En 1946, le commerce et la résidence sont vendus à Arthur Janson, qui en exploite à son tour la boucherie. C’est lui qui aurait construit l’édifice actuel, peu après l’incendie de 1951. En 1954, Marcel Duval l’a acquis et va l’exploiter sous la bannière des marchés d’alimentation Richelieu. Vingt ans plus tard, en 1974, la forte croissance de l’entreprise nécessite un local moderne et plus grand; le marché a alors déménagé sur le chemin Saint-Henri.
Par un curieux hasard, le site de l’ancienne boucherie Patenaude a alors été racheté par Roland Chaput, un des petits-fils de Philomène Beauchamp, afin d’y exploiter un dépanneur, la Tabagie Roland. Loué et revendu à plusieurs reprises sous ce nom, le restaurant Pizza Maximum s’y est installé depuis la fin des années 1990 jusqu’à aujourd’hui.
On aperçoit ici la boucherie Ovila Patenaude au milieu des années 1930. Elle était située au coin des rues Sainte-Marie et Dupras; la rue Dupras s’appelait initialement rue Nouvelle au milieu des années 1910, parce qu’il y avait belle lurette qu’on n’avait pas eu une nouvelle rue à Mascouche !

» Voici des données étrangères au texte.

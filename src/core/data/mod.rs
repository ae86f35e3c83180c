pub mod colour;
pub mod complex;
pub mod frame_size;
pub mod pixel_buffer;
pub mod point;
pub mod transform;
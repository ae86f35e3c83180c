use std::path::PathBuf;

use clap::Parser;

use crate::core::actions::render_frame::RenderStrategy;
use crate::core::data::complex::Complex;
use crate::core::fractals::julia::colour_mapping::kinds::JuliaColourMapKinds;
use crate::core::fractals::julia::julia_config::{
    DEFAULT_MAX_ITERATIONS, DEFAULT_RADIUS, JuliaConfig,
};
use crate::core::parameter::presets::{ParameterError, parse_parameter};

pub const DEFAULT_WIDTH: u32 = 800;
pub const DEFAULT_HEIGHT: u32 = 600;
pub const DEFAULT_OUTPUT: &str = "output/julia.ppm";

#[derive(Debug, Parser)]
#[command(name = "julia_explorer")]
#[command(about = "Render a Julia set to a binary PPM image")]
pub struct CliArgs {
    #[arg(long, default_value_t = DEFAULT_WIDTH)]
    pub width: u32,

    #[arg(long, default_value_t = DEFAULT_HEIGHT)]
    pub height: u32,

    /// Parameter c as "a,b", meaning a + bi
    #[arg(long, value_parser = parse_parameter, allow_hyphen_values = true)]
    pub c: Option<Complex>,

    #[arg(long, default_value_t = DEFAULT_MAX_ITERATIONS)]
    pub max_iterations: u32,

    /// Escape radius, must be greater than 1
    #[arg(long, default_value_t = DEFAULT_RADIUS)]
    pub radius: f64,

    /// Scale factor about the frame centre; below 1 zooms in
    #[arg(long)]
    pub zoom: Option<f64>,

    /// Pixel offset "dx,dy" applied after the zoom
    #[arg(long, value_parser = parse_pan, allow_hyphen_values = true)]
    pub pan: Option<(f64, f64)>,

    #[arg(long)]
    pub clamp_saturation: bool,

    /// Compute rows on rayon's thread pool
    #[arg(long)]
    pub parallel: bool,

    #[arg(short, long, default_value = DEFAULT_OUTPUT)]
    pub output: PathBuf,
}

fn parse_pan(input: &str) -> Result<(f64, f64), ParameterError> {
    let delta = parse_parameter(input)?;

    Ok((delta.real, delta.imag))
}

impl CliArgs {
    #[must_use]
    pub fn config(&self) -> JuliaConfig {
        let defaults = JuliaConfig::default();

        JuliaConfig {
            c: self.c.unwrap_or(defaults.c),
            radius: self.radius,
            max_iterations: self.max_iterations,
            colour_map_kind: if self.clamp_saturation {
                JuliaColourMapKinds::HsvClamped
            } else {
                JuliaColourMapKinds::HsvOverdrive
            },
            strategy: if self.parallel {
                RenderStrategy::Rayon
            } else {
                RenderStrategy::Serial
            },
        }
    }
}

#[cfg(test)]
mod tests {
    use super::*;

    fn parse(args: &[&str]) -> CliArgs {
        CliArgs::try_parse_from(std::iter::once("julia_explorer").chain(args.iter().copied()))
            .unwrap()
    }

    #[test]
    fn defaults_match_julia_config() {
        let args = parse(&[]);

        assert_eq!(args.width, 800);
        assert_eq!(args.height, 600);
        assert_eq!(args.config(), JuliaConfig::default());
        assert_eq!(args.output, PathBuf::from("output/julia.ppm"));
    }

    #[test]
    fn parses_parameter_and_flags() {
        let args = parse(&[
            "--c",
            "-0.8,0.156",
            "--max-iterations",
            "200",
            "--pan",
            "-10,5",
            "--zoom",
            "0.5",
            "--clamp-saturation",
            "--parallel",
        ]);
        let config = args.config();

        assert_eq!(config.c, Complex::new(-0.8, 0.156));
        assert_eq!(config.max_iterations, 200);
        assert_eq!(config.colour_map_kind, JuliaColourMapKinds::HsvClamped);
        assert_eq!(config.strategy, RenderStrategy::Rayon);
        assert_eq!(args.pan, Some((-10.0, 5.0)));
        assert_eq!(args.zoom, Some(0.5));
    }

    #[test]
    fn rejects_malformed_parameter() {
        let result = CliArgs::try_parse_from(["julia_explorer", "--c", "0.3"]);

        assert!(result.is_err());
    }
}
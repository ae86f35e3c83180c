pub mod actions;
pub mod data;
pub mod fractals;
pub mod parameter;
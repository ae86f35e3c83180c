#[derive(Debug, Copy, Clone, PartialEq, Eq)]
pub struct Colour {
    pub r: u8,
    pub g: u8,
    pub b: u8,
    pub a: u8,
}

impl Colour {
    pub const BLACK: Self = Self::opaque(0, 0, 0);
    pub const WHITE: Self = Self::opaque(255, 255, 255);

    #[must_use]
    pub const fn opaque(r: u8, g: u8, b: u8) -> Self {
        Self { r, g, b, a: 255 }
    }

    #[must_use]
    pub const fn to_rgba(self) -> [u8; 4] {
        [self.r, self.g, self.b, self.a]
    }
}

Photo: Collection Ville de Mascouche / Fonds Huguette Lévesque-Lamoureux
Ovila Patenaude
Au fond de la murale, Ovila va bientôt ouvrir la lourde porte de la glacière pour rapporter sur son épaule un énorme quartier de bœuf qu’il va lancer pesamment sur l’étal du boucher. Après avoir affuté ses couteaux, il va habilement désosser la pièce de viande pour en ressortir un rôti ou encore d’appétissantes tranches de steak, qu’il va déposer sur un papier ciré et envelopper de deux épaisseurs de l’Action populaire de Joliette de la semaine passée. La viande sera ainsi prête à être livrée avec le reste de la commande téléphonique. Eh oui! Vous pouviez le rejoindre en demandant le 46 à la réceptionniste, une des filles d’Herménégilde Locas, le propriétaire de la Compagnie de téléphone de Saint-Henri-de-Mascouche.
Photo: Collection Ronald et Simone Boivin
Philomène Beauchamp
La mère d’Ovila Patenaude, Philomène Beauchamp, qu’on aperçoit à la fenêtre de la résidence, s’était mariée trois fois et était devenue consécutivement madame Bohémier, Patenaude et Lortie. Elle demeurait sur le chemin Saint-Henri, un peu avant le chemin Saint-Pierre. À l’automne 1932, elle a acheté cette propriété d’Oscar Dupras, un ancien maire et président de la commission scolaire de Mascouche, celui-là même qui avait ouvert la rue Nouvelle. L’ancienne boutique de forge située à l’arrière de la résidence est alors réaménagée pour permettre à son jeune fils Ovila, issu du deuxième lit et âgé d’à peine 21 ans, d’exercer son métier de boucher de 1933 à 1940.
Photo: Collection Simone Boivin-Patenaude
Dr Gérard Mathieu
À l’extrême gauche, le docteur Gérard Mathieu, aujourd’hui reconnu comme le dernier médecin de campagne de Mascouche, s’y était installé pour remplacer les deux docteurs Lamarche qui avaient quitté la paroisse peu de temps après la fin de la Première Guerre mondiale. Issu d’une famille de douze enfants de Lachenaie, ce n’est qu’à l’âge de 15 ans, qu’il a poursuivi ses études au Collège de L’Assomption pour éventuellement obtenir son diplôme à la faculté de médecine de l’Université de Montréal. Comme il l’a écrit: « J’étais le sixième et les autres étaient partis avant moi; j’suis resté pour aider mon père qui avait une grosse besogne, car il possédait une grande ferme avec huit chevaux et vingt à vingt-cinq vaches laitières. » Également coroner du comté de l’Assomption, il pratiquait ses autopsies au rez-de-chaussée de la salle paroissiale de la rue Dupras. Très impliqué dans la vie communautaire de Mascouche, il était aussi un des principaux organisateurs des soirées de loisirs qui avaient lieu à l’étage. Depuis 1934, il demeurait tout près d’ici, la maison qu’on voit de biais en face du presbytère. Ce matin de juillet 1936, il s’enquiert de l’état de santé de deux de ses illustres patients.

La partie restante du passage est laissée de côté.